Toward Optimal ANC: Establishing Mutual Information Lower Bound
François Derrida, Shahar Lutati, Eliya Nachmani
TL;DR
The paper addresses the lack of a universal theoretical limit for active noise cancellation (ANC) performance by introducing a unified lower bound on the normalized mean squared error (NMSE) that combines an information-theoretic term and a spectral-support term. The information-theoretic component links residual error to the fraction of disturbance entropy captured by the anti-noise, while the spectral component accounts for irreducible error in uncancelable frequency bands due to physical path limitations; the NMSE bound is given by the maximum of these two terms.

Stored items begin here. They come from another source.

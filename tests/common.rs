// ABOUTME: Shared test utilities and setup functions for integration tests
// ABOUTME: Provides quiet logging, the sample artifact, and fixed-output predictors
//
// SPDX-License-Identifier: MIT OR Apache-2.0
// Copyright (c) 2025 Ahara Nutrition Intelligence
#![allow(
    dead_code,
    clippy::missing_errors_doc,
    clippy::missing_panics_doc,
    clippy::must_use_candidate
)]
//! Shared test utilities for `ahara`

use ahara::config::AharaConfig;
use ahara::errors::InferenceError;
use ahara::inference::NutrientRiskEngine;
use ahara::model::{DeficiencyPredictor, ModelArtifact};
use ahara::models::{ConstitutionInput, MealProfile};
use ahara_intelligence::FeatureVector;
use std::path::PathBuf;
use std::sync::Once;

static INIT_LOGGER: Once = Once::new();

/// Initialize quiet logging for tests (call once per test process)
pub fn init_test_logging() {
    INIT_LOGGER.call_once(|| {
        let log_level = match std::env::var("TEST_LOG").as_deref() {
            Ok("TRACE") => tracing::Level::TRACE,
            Ok("DEBUG") => tracing::Level::DEBUG,
            Ok("INFO") => tracing::Level::INFO,
            _ => tracing::Level::WARN,
        };

        tracing_subscriber::fmt()
            .with_max_level(log_level)
            .with_test_writer()
            .init();
    });
}

/// Path of the artifact shipped in `models/`
pub fn sample_artifact_path() -> PathBuf {
    PathBuf::from(env!("CARGO_MANIFEST_DIR")).join("models/model_artifact.json")
}

/// The shipped artifact, loaded and validated
pub fn sample_artifact() -> ModelArtifact {
    ModelArtifact::load(&sample_artifact_path()).unwrap()
}

/// Configuration pointing at the shipped artifact
pub fn test_config() -> AharaConfig {
    AharaConfig::default().with_model_artifact_path(sample_artifact_path())
}

/// Predictor that ignores its input and returns `probabilities`
pub fn fixed_predictor(
    probabilities: Vec<f64>,
) -> impl Fn(&FeatureVector) -> Result<Vec<f64>, InferenceError> + Send + Sync {
    move |_: &FeatureVector| Ok(probabilities.clone())
}

/// Predictor that always fails
pub fn failing_predictor(
) -> impl Fn(&FeatureVector) -> Result<Vec<f64>, InferenceError> + Send + Sync {
    |_: &FeatureVector| Err(InferenceError::prediction("model backend unavailable"))
}

/// Engine over the shipped artifact with a custom predictor
pub fn engine_with<P: DeficiencyPredictor>(predictor: P) -> NutrientRiskEngine<P> {
    init_test_logging();
    NutrientRiskEngine::with_predictor(sample_artifact(), predictor, &test_config()).unwrap()
}

/// Meal profile with the given nutrients and constitution
pub fn meal(iron: f64, vitamin_c: f64, protein: f64, constitution: ConstitutionInput) -> MealProfile {
    MealProfile {
        calories: 550.0,
        protein,
        carbs: 70.0,
        fat: 20.0,
        iron,
        vitamin_c,
        age: 34,
        gender: 0,
        constitution,
    }
}

/// Constitution given by name
pub fn named(name: &str) -> ConstitutionInput {
    ConstitutionInput::Name(name.to_owned())
}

The authors validate the bound empirically on the NOISEX dataset across varied reverberation times, showing the bound is tight and informative, with the dominant bound shifting from spectral constraints at low $t_{60}$ to information constraints at higher $t_{60}$. This framework provides a principled ceiling for ANC performance and offers actionable guidance on whether to improve algorithmic information processing or to modify the physical system to extend spectral coverage. The work has practical implications for designing more effective ANC systems and for benchmarking future deep-learning–based approaches against fundamental limits.
Abstract
Active Noise Cancellation (ANC) algorithms aim to suppress unwanted acoustic disturbances by generating anti-noise signals that destructively interfere with the original noise in real time. Although recent deep learning-based ANC algorithms have set new performance benchmarks, there remains a shortage of theoretical limits to rigorously assess their improvements. To address this, we derive a unified lower bound on cancellation performance composed of two components. The first component is information-theoretic: it links residual error power to the fraction of disturbance entropy captured by the anti-noise signal, thereby quantifying limits imposed by information-processing capacity. The second component is support-based: it measures the irreducible error arising in frequency bands that the cancellation path cannot address, reflecting fundamental physical constraints. By taking the maximum of these two terms, our bound establishes a theoretical ceiling on the Normalized Mean Squared Error (NMSE) attainable by any ANC algorithm. We validate its tightness empirically on the NOISEX dataset under varying reverberation times, demonstrating robustness across diverse acoustic conditions.